Material supplied:
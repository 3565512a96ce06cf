use super::args::{resolve_callback_only, resolve_stmt_exec, Arg, Callback, Outcome};
use super::connection::{dispatch, fail};
use super::request::{prepare_binds, ExecRequest, RequestTarget};
use crate::async_bridge::{FnWork, WorkDispatcher};
use crate::engine::{ConnectionCore, StmtKey};
use crate::error::{DbError, Result};
use crate::protocol::param_value::BindParams;
use std::rc::Rc;
use std::sync::{Arc, Weak};

/// Prepared statement exposed to the scripting runtime.
///
/// Holds its connection weakly; once the connection is gone, disconnected
/// or the statement dropped, every operation fails with `InvalidObject`.
pub struct Statement {
    conn: Weak<ConnectionCore>,
    key: StmtKey,
    dispatcher: Rc<WorkDispatcher>,
}

impl Statement {
    pub(crate) fn new(conn: Weak<ConnectionCore>, key: StmtKey, dispatcher: Rc<WorkDispatcher>) -> Self {
        Self {
            conn,
            key,
            dispatcher,
        }
    }

    pub fn key(&self) -> StmtKey {
        self.key
    }

    fn connection(&self) -> Option<Arc<ConnectionCore>> {
        self.conn.upgrade()
    }

    pub fn exec(&self, args: Vec<Arg>) -> Result<Outcome> {
        let (params, callback) = resolve_stmt_exec(args)?;
        match params.into_bind_params() {
            Ok(params) => self.exec_with(params, callback),
            Err(err) => fail(callback, err),
        }
    }

    pub fn exec_with(&self, params: BindParams, callback: Option<Callback>) -> Result<Outcome> {
        let Some(core) = self.connection() else {
            return fail(callback, DbError::InvalidObject);
        };
        let binds = match prepare_binds(&core, &params) {
            Ok(binds) => binds,
            Err(err) => return fail(callback, err),
        };
        let request = ExecRequest {
            core,
            target: RequestTarget::Statement(self.key),
            binds,
        };
        dispatch(
            &self.dispatcher,
            request,
            |fetched| fetched.into_result().map(Outcome::Result),
            callback,
        )
    }

    /// Moves to the statement's next result set and delivers it like
    /// `exec` does. No further result set delivers an empty result.
    pub fn get_more_results(&self, args: Vec<Arg>) -> Result<Outcome> {
        let callback = resolve_callback_only(args)?;
        self.more_results_with(callback)
    }

    pub fn more_results_with(&self, callback: Option<Callback>) -> Result<Outcome> {
        let Some(core) = self.connection() else {
            return fail(callback, DbError::InvalidObject);
        };
        let key = self.key;
        dispatch(
            &self.dispatcher,
            FnWork::new("more_results", move || core.more_results(key)),
            |fetched| fetched.into_result().map(Outcome::Result),
            callback,
        )
    }

    pub fn drop_statement(&self, args: Vec<Arg>) -> Result<Outcome> {
        let callback = resolve_callback_only(args)?;
        self.drop_with(callback)
    }

    /// Frees the native statement. Dropping twice, or after the connection
    /// went away, succeeds without doing anything.
    pub fn drop_with(&self, callback: Option<Callback>) -> Result<Outcome> {
        let Some(core) = self.connection() else {
            return dispatch(
                &self.dispatcher,
                FnWork::new("drop", || Ok(())),
                |_| Ok(Outcome::Done),
                callback,
            );
        };
        let key = self.key;
        dispatch(
            &self.dispatcher,
            FnWork::new("drop", move || core.drop_statement(key)),
            |_| Ok(Outcome::Done),
            callback,
        )
    }
}

impl Drop for Statement {
    fn drop(&mut self) {
        if let Some(core) = self.connection() {
            core.release_statement_on_drop(self.key);
        }
    }
}
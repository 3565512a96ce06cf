pub mod bind;
pub mod decoder;
pub mod encoder;
pub mod fetch;
pub mod param_value;
pub mod result;
pub mod strided;
pub mod types;

pub use bind::{validate_wide_rows, BindLayout, BindSet, BoundCell, BoundParam, BoundValues};
pub use decoder::ResultDecoder;
pub use encoder::ResultEncoder;
pub use fetch::{fetch_result_set, FetchedResult};
pub use param_value::{
    deserialize_bind_params, deserialize_params, serialize_bind_params, serialize_params,
    BindParams, ParamValue,
};
pub use result::{QueryResult, Row, Value};
pub use strided::{Stride, StridedBuffer, StridedView};
pub use types::{DataType, NativeType, TypeClass};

Problem details: Copy each line in the listing where "ConnectionCore" appears.

Answer to this exercise:
use crate::engine::{ConnectionCore, StmtKey};
    conn: Weak<ConnectionCore>,
    pub(crate) fn new(conn: Weak<ConnectionCore>, key: StmtKey, dispatcher: Rc<WorkDispatcher>) -> Self {
    fn connection(&self) -> Option<Arc<ConnectionCore>> {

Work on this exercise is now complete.